Two or more fractions with the same denominator are said to have a common denominator. The following rules for adding and subtracting fractions with a common denominator can be derived from the basic algebraic properties of real numbers and the definition of a quotient.

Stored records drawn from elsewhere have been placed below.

//! List view.
//!
//! Filters, sorts, and formats a table's records for display. Cells are
//! plain strings; foreign-key columns show the referenced display value.

use crate::render::RenderContext;
use chrono::{DateTime, NaiveDate, NaiveDateTime};
use serde::Serialize;
use serde_json::Value;
use std::cmp::Ordering;
use tablecraft_core::model::{ColumnFormat, ListColumn, TableDefinition};
use tablecraft_core::record::{as_number, display_string, lookup};
use tablecraft_core::{Record, RecordKey};

/// Decimal places when a `decimal` column does not set any.
pub const DEFAULT_DECIMAL_PLACES: u32 = 2;

const DATE_FORMAT: &str = "%Y/%m/%d";
const DATETIME_FORMAT: &str = "%Y/%m/%d %H:%M:%S";

/// Sort direction.
#[derive(Clone, Copy, Debug, PartialEq, Eq, Serialize)]
#[serde(rename_all = "lowercase")]
pub enum SortDirection {
    /// Smallest first.
    Asc,
    /// Largest first.
    Desc,
}

/// Current sort column and direction.
#[derive(Clone, Debug, PartialEq, Eq, Serialize)]
pub struct SortState {
    /// Sorted column.
    pub column: String,
    /// Direction.
    pub direction: SortDirection,
}

/// A column header.
#[derive(Clone, Debug, PartialEq, Serialize)]
pub struct ListHeader {
    /// Column name.
    pub name: String,
    /// Label with sort indicator.
    pub title: String,
    /// Whether clicking sorts.
    pub sortable: bool,
}

/// One formatted row.
#[derive(Clone, Debug, PartialEq)]
pub struct ListRow {
    /// Record key, when the record carries one.
    pub key: Option<RecordKey>,
    /// Formatted cells in column order.
    pub cells: Vec<String>,
}

/// Row counts.
#[derive(Clone, Copy, Debug, PartialEq, Eq, Serialize)]
pub struct ListSummary {
    /// Records matching the search.
    pub filtered: usize,
    /// All records.
    pub total: usize,
}

/// Records of one table as a searchable, sortable list.
#[derive(Debug)]
pub struct ListView<'a> {
    definition: &'a TableDefinition,
    ctx: RenderContext<'a>,
    records: Vec<Record>,
    search: String,
    sort: Option<SortState>,
}

impl<'a> ListView<'a> {
    /// Creates a view over `records`.
    pub fn new(definition: &'a TableDefinition, records: Vec<Record>, ctx: RenderContext<'a>) -> Self {
        Self {
            definition,
            ctx,
            records,
            search: String::new(),
            sort: None,
        }
    }

    /// Sets the search text; empty shows everything.
    pub fn set_search(&mut self, query: &str) {
        self.search = query.trim().to_lowercase();
    }

    /// Current sort.
    pub fn sort(&self) -> Option<&SortState> {
        self.sort.as_ref()
    }

    /// Sorts by `column`, flipping direction when it is already sorted.
    ///
    /// Unknown and non-sortable columns are ignored.
    pub fn toggle_sort(&mut self, column: &str) {
        if !self
            .definition
            .list_column(column)
            .is_some_and(|c| c.sortable)
        {
            log::debug!("'{}.{column}' is not sortable", self.definition.name);
            return;
        }
        self.sort = Some(match self.sort.take() {
            Some(SortState { column: current, direction }) if current == column => SortState {
                column: current,
                direction: match direction {
                    SortDirection::Asc => SortDirection::Desc,
                    SortDirection::Desc => SortDirection::Asc,
                },
            },
            _ => SortState {
                column: column.to_string(),
                direction: SortDirection::Asc,
            },
        });
    }

    fn matches_search(&self, record: &Record) -> bool {
        self.search.is_empty()
            || record
                .values()
                .any(|v| display_string(v).to_lowercase().contains(&self.search))
    }

    fn visible(&self) -> Vec<&Record> {
        let mut records: Vec<&Record> = self
            .records
            .iter()
            .filter(|r| self.matches_search(r))
            .collect();
        if let Some(sort) = &self.sort {
            records.sort_by(|a, b| {
                compare_cells(
                    lookup(a, &sort.column),
                    lookup(b, &sort.column),
                    sort.direction,
                )
            });
        }
        records
    }

    /// Filtered and sorted rows.
    pub fn rows(&self) -> Vec<ListRow> {
        let key = self.definition.primary_key();
        self.visible()
            .into_iter()
            .map(|record| ListRow {
                key: RecordKey::from_record(record, &key).ok(),
                cells: self
                    .definition
                    .list_columns
                    .iter()
                    .map(|column| self.format_cell(column, record))
                    .collect(),
            })
            .collect()
    }

    /// Headers with sort indicators.
    pub fn headers(&self) -> Vec<ListHeader> {
        self.definition
            .list_columns
            .iter()
            .map(|column| {
                let label = column.label_text(self.ctx.language, self.ctx.default_language);
                let indicator = match &self.sort {
                    Some(sort) if sort.column == column.name => match sort.direction {
                        SortDirection::Asc => " ↑",
                        SortDirection::Desc => " ↓",
                    },
                    _ if column.sortable => " ↕",
                    _ => "",
                };
                ListHeader {
                    name: column.name.clone(),
                    title: format!("{label}{indicator}"),
                    sortable: column.sortable,
                }
            })
            .collect()
    }

    /// Drops records carrying `key`; returns how many were removed.
    pub fn remove(&mut self, key: &RecordKey) -> usize {
        let before = self.records.len();
        self.records.retain(|r| !key.matches(r));
        before - self.records.len()
    }

    /// Filtered and total counts.
    pub fn summary(&self) -> ListSummary {
        ListSummary {
            filtered: self.records.iter().filter(|r| self.matches_search(r)).count(),
            total: self.records.len(),
        }
    }

    fn format_cell(&self, column: &ListColumn, record: &Record) -> String {
        let value = match lookup(record, &column.name) {
            None | Some(Value::Null) => return "-".to_string(),
            Some(v) => v,
        };
        if column.foreign_key.is_some() {
            return self.ctx.lookups.display_for(column, value);
        }
        format_value(column, value)
    }
}

/// Formats one non-null cell value.
pub fn format_value(column: &ListColumn, value: &Value) -> String {
    match column.format {
        Some(ColumnFormat::Boolean) => check_mark(is_truthy(value)).to_string(),
        Some(ColumnFormat::Decimal) => match as_number(value) {
            Some(n) => {
                let places = column.decimal_places.unwrap_or(DEFAULT_DECIMAL_PLACES) as usize;
                format!("{n:.places$}")
            }
            None => display_string(value),
        },
        Some(ColumnFormat::Date) => {
            let text = display_string(value);
            parse_date(&text)
                .map(|d| d.format(DATE_FORMAT).to_string())
                .unwrap_or(text)
        }
        Some(ColumnFormat::Datetime) => {
            let text = display_string(value);
            parse_datetime(&text)
                .map(|d| d.format(DATETIME_FORMAT).to_string())
                .unwrap_or(text)
        }
        Some(ColumnFormat::Plain) | None => match value {
            Value::Bool(b) => check_mark(*b).to_string(),
            Value::String(s) if s.contains('T') => parse_datetime(s)
                .map(|d| d.format(DATETIME_FORMAT).to_string())
                .unwrap_or_else(|| s.clone()),
            other => display_string(other),
        },
    }
}

fn check_mark(flag: bool) -> &'static str {
    if flag { "✓" } else { "✗" }
}

fn is_truthy(value: &Value) -> bool {
    match value {
        Value::Bool(b) => *b,
        Value::Number(_) => as_number(value).is_some_and(|n| n != 0.0),
        Value::String(s) => matches!(s.trim().to_lowercase().as_str(), "true" | "1" | "yes"),
        _ => false,
    }
}

fn parse_datetime(text: &str) -> Option<NaiveDateTime> {
    if let Ok(dt) = DateTime::parse_from_rfc3339(text) {
        return Some(dt.naive_local());
    }
    ["%Y-%m-%dT%H:%M:%S%.f", "%Y-%m-%d %H:%M:%S%.f", "%Y-%m-%dT%H:%M"]
        .iter()
        .find_map(|fmt| NaiveDateTime::parse_from_str(text, fmt).ok())
        .or_else(|| {
            NaiveDate::parse_from_str(text, "%Y-%m-%d")
                .ok()
                .and_then(|d| d.and_hms_opt(0, 0, 0))
        })
}

fn parse_date(text: &str) -> Option<NaiveDate> {
    NaiveDate::parse_from_str(text, "%Y-%m-%d")
        .ok()
        .or_else(|| parse_datetime(text).map(|dt| dt.date()))
}

/// Orders two cells; nulls sort last in either direction.
fn compare_cells(a: Option<&Value>, b: Option<&Value>, direction: SortDirection) -> Ordering {
    let a = a.filter(|v| !v.is_null());
    let b = b.filter(|v| !v.is_null());
    match (a, b) {
        (None, None) => Ordering::Equal,
        (None, Some(_)) => Ordering::Greater,
        (Some(_), None) => Ordering::Less,
        (Some(a), Some(b)) => {
            let ordering = compare_values(a, b);
            match direction {
                SortDirection::Asc => ordering,
                SortDirection::Desc => ordering.reverse(),
            }
        }
    }
}

fn compare_values(a: &Value, b: &Value) -> Ordering {
    match (a, b) {
        (Value::String(x), Value::String(y)) => x.cmp(y),
        (Value::Number(_), Value::Number(_)) => {
            let (x, y) = (as_number(a).unwrap_or(0.0), as_number(b).unwrap_or(0.0));
            x.partial_cmp(&y).unwrap_or(Ordering::Equal)
        }
        (Value::Bool(x), Value::Bool(y)) => x.cmp(y),
        _ => display_string(a).cmp(&display_string(b)),
    }
}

Rules for Addition Subtraction of Fractions with Common Denominator

If $p$, $q$ and $r$ are real numbers, $q \ne 0$, then $\frac{p}{q} + \frac{r}{q} = \frac{{p + r}}{q}$   and   $\frac{p}{q} – \frac{r}{q} = \frac{{p – r}}{q}$

For instance, $\frac{3}{7} + \frac{2}{7} = \frac{{3 + 2}}{7} = \frac{5}{7}$   and   $\frac{3}{7} – \frac{2}{7} = \frac{{3 – 2}}{7} = \frac{1}{7}$

Again, the same rules apply to adding and subtracting fractional expressions.

Example:

Perform each operation

(a) $\frac{{5x}}{{2x – 1}} + \frac{{3x}}{{2x – 1}}$
(b) $\frac{{5x}}{{{{\left( {3x – 2} \right)}^2}}} – \frac{{3x}}{{{{\left( {3x – 2} \right)}^2}}}$

Solution:

(a) $\frac{{5x}}{{2x – 1}} + \frac{{3x}}{{2x – 1}} = \frac{{5x + 3x}}{{2x – 1}} = \frac{{8x}}{{2x – 1}}$
(b) $\frac{{5x}}{{{{\left( {3x – 2} \right)}^2}}} – \frac{{3x}}{{{{\left( {3x – 2} \right)}^2}}} = \frac{{5x – 3x}}{{{{\left( {3x – 2} \right)}^2}}} = \frac{{2x}}{{{{\left( {3x – 2} \right)}^2}}}$

To add or subtract fractions that do not have a common denominator, you must rewrite the fractions so they do have denominators. To do this, multiply the numerator and denominator of each fraction by an appropriate number. For instance,

$\frac{2}{3} + \frac{4}{5} = \frac{{2 \cdot 5}}{{3 \cdot 5}} + \frac{{3 \cdot 4}}{{3 \cdot 5}} = \frac{{10}}{{15}} + \frac{{12}}{{15}} = \frac{{10 + 12}}{{15}} = \frac{{22}}{{15}}$

More generally, if $q \ne s$, you can always add $p/q$ and $r/s$ as follows:
$\frac{p}{q} + \frac{r}{s} = \frac{{p \cdot s}}{{q \cdot s}} + \frac{{q \cdot r}}{{q \cdot s}} = \frac{{ps + qr}}{{qs}}$

Example:

Add the expression $\frac{{3x}}{{4x – 1}}$ and $\frac{{2x}}{{3x – 5}}$

Solution:

$\frac{{3x}}{{4x – 1}} + \frac{{2x}}{{3x – 5}} = \frac{{3x\left( {3x – 5} \right)}}{{\left( {4x – 1} \right)\left( {3x – 5} \right)}} + \frac{{\left( {4x – 1} \right)2x}}{{\left( {4x – 1} \right)\left( {3x – 5} \right)}}$
$= \frac{{3x\left( {3x – 5} \right) + \left( {4x – 1} \right)2x}}{{\left( {4x – 1} \right)\left( {3x – 5} \right)}} = \frac{{9{x^2} – 15x + 8{x^2} – 2x}}{{\left( {4x – 1} \right)\left( {3x – 5} \right)}}$
$= \frac{{17{x^2} – 17x}}{{\left( {4x – 1} \right)\left( {3x – 5} \right)}} = \frac{{17x\left( {x – 1} \right)}}{{\left( {4x – 1} \right)\left( {3x – 5} \right)}}$